Thanks, I understand. What do you think is the problem here? Is the font size small because of xorg, or because of the apps? A priori it would seems that it falls on xorg, since the apps are the same and have the same configuration in other OSes, and the only difference would be how xorg is configured. How may xorg be configured to solve this problem? Any tips would be appreciated.


----------



## SirDice (Dec 6, 2019)

user6020 said:


> A priori it would seems that it falls on xorg


Actually Xorg has very little to do with this. The only thing you do with Xorg is configure the various font directories. You can't configure much else regarding the usage of fonts.
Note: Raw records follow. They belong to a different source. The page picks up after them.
//! Application configuration loaded from environment variables.

use std::time::Duration;

use alloy_primitives::Address;

use crate::errors::{PortalError, Result};

#[derive(Debug, Clone)]
pub struct Config {
    /// Ethereum JSON-RPC endpoint of the node holding the wallet account
    pub rpc_url: String,
    /// Paper registry contract address
    pub contract_address: Address,
    /// Pins the acting account instead of following `eth_accounts`
    pub wallet_address: Option<Address>,
    /// Path to the SQLite database file (action journal)
    pub database_url: String,
    /// Port for the REST API server
    pub api_port: u16,
    /// IPFS HTTP API base, e.g. http://127.0.0.1:5001/api/v0
    pub ipfs_api_url: String,
    /// Public gateway used to build content links
    pub ipfs_gateway_url: String,
    /// Comments / diff service base URL
    pub collab_api_url: String,
    /// How often (in seconds) the wallet watcher re-checks the account
    pub wallet_poll_interval_secs: u64,
    /// Receipt polling interval while awaiting a transaction
    pub tx_poll_interval_ms: u64,
    /// Give up waiting for a receipt after this many seconds
    pub tx_confirm_timeout_secs: u64,
    /// Attempts for transient RPC transport failures
    pub rpc_max_retries: u32,
}

impl Config {
    pub fn from_env() -> Result<Self> {
        Ok(Config {
            rpc_url: env_var("RPC_URL").unwrap_or_else(|_| "http://127.0.0.1:8545".to_string()),
            contract_address: env_var("CONTRACT_ADDRESS")
                .map_err(|_| {
                    PortalError::Config(
                        "CONTRACT_ADDRESS environment variable is required".to_string(),
                    )
                })?
                .parse()
                .map_err(|_| PortalError::Config("Invalid CONTRACT_ADDRESS".to_string()))?,
            wallet_address: match env_var("WALLET_ADDRESS") {
                Ok(raw) if !raw.trim().is_empty() => Some(
                    raw.trim()
                        .parse()
                        .map_err(|_| PortalError::Config("Invalid WALLET_ADDRESS".to_string()))?,
                ),
                _ => None,
            },
            database_url: env_var("DATABASE_URL")
                .unwrap_or_else(|_| "sqlite:./portal_actions.db".to_string()),
            api_port: parsed("API_PORT", "3001")?,
            ipfs_api_url: env_var("IPFS_API_URL")
                .unwrap_or_else(|_| "http://127.0.0.1:5001/api/v0".to_string()),
            ipfs_gateway_url: env_var("IPFS_GATEWAY_URL")
                .unwrap_or_else(|_| "https://ipfs.io".to_string()),
            collab_api_url: env_var("COLLAB_API_URL")
                .unwrap_or_else(|_| "http://localhost:3002".to_string()),
            wallet_poll_interval_secs: parsed("WALLET_POLL_INTERVAL_SECS", "5")?,
            tx_poll_interval_ms: parsed("TX_POLL_INTERVAL_MS", "1000")?,
            tx_confirm_timeout_secs: parsed("TX_CONFIRM_TIMEOUT_SECS", "120")?,
            rpc_max_retries: parsed("RPC_MAX_RETRIES", "3")?,
        })
    }

    pub fn tx_poll_interval(&self) -> Duration {
        Duration::from_millis(self.tx_poll_interval_ms)
    }

    pub fn tx_confirm_timeout(&self) -> Duration {
        Duration::from_secs(self.tx_confirm_timeout_secs)
    }
}

fn parsed<T: std::str::FromStr>(key: &str, default: &str) -> Result<T> {
    env_var(key)
        .unwrap_or_else(|_| default.to_string())
        .parse()
        .map_err(|_| PortalError::Config(format!("Invalid {key}")))
}

fn env_var(key: &str) -> Result<String> {
    std::env::var(key).map_err(|_| PortalError::Config(format!("Missing env var: {key}")))
}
What you do need to check in /var/log/Xorg.0.log are the font directories:

```
[    34.994] (**) FontPath set to:
        /usr/local/share/fonts/terminus-font/,
        /usr/local/share/fonts/dejavu/,
        /usr/local/share/fonts/misc/,
        /usr/local/share/fonts/TTF/,
        /usr/local/share/fonts/OTF/,
        /usr/local/share/fonts/Type1/,
        /usr/local/share/fonts/100dpi/,
        /usr/local/share/fonts/75dpi/
```
And verify you actually have a bunch of Xorg fonts installed:

```
dice@williscorto:~ % pkg version -vx xorg-font
xorg-fonts-7.7_1                   =   up-to-date with remote
xorg-fonts-100dpi-7.7              =   up-to-date with remote
xorg-fonts-75dpi-7.7               =   up-to-date with remote
xorg-fonts-cyrillic-7.7            =   up-to-date with remote
xorg-fonts-miscbitmaps-7.7         =   up-to-date with remote
xorg-fonts-truetype-7.7_1          =   up-to-date with remote
xorg-fonts-type1-7.7               =   up-to-date with remote
```
For Firefox it often helps to install x11-fonts/webfonts, that font directory will need to be added to the FontPath.


----------



## Sevendogsbsd (Dec 6, 2019)

user6020 said:


> Thanks, I understand. What do you think is the problem here? Is the font size small because of xorg, or because of the apps? A priori it would seems that it falls on xorg, since the apps are the same and have the same configuration in other OSes, and the only difference would be how xorg is configured. How may xorg be configured to solve this problem? Any tips would be appreciated.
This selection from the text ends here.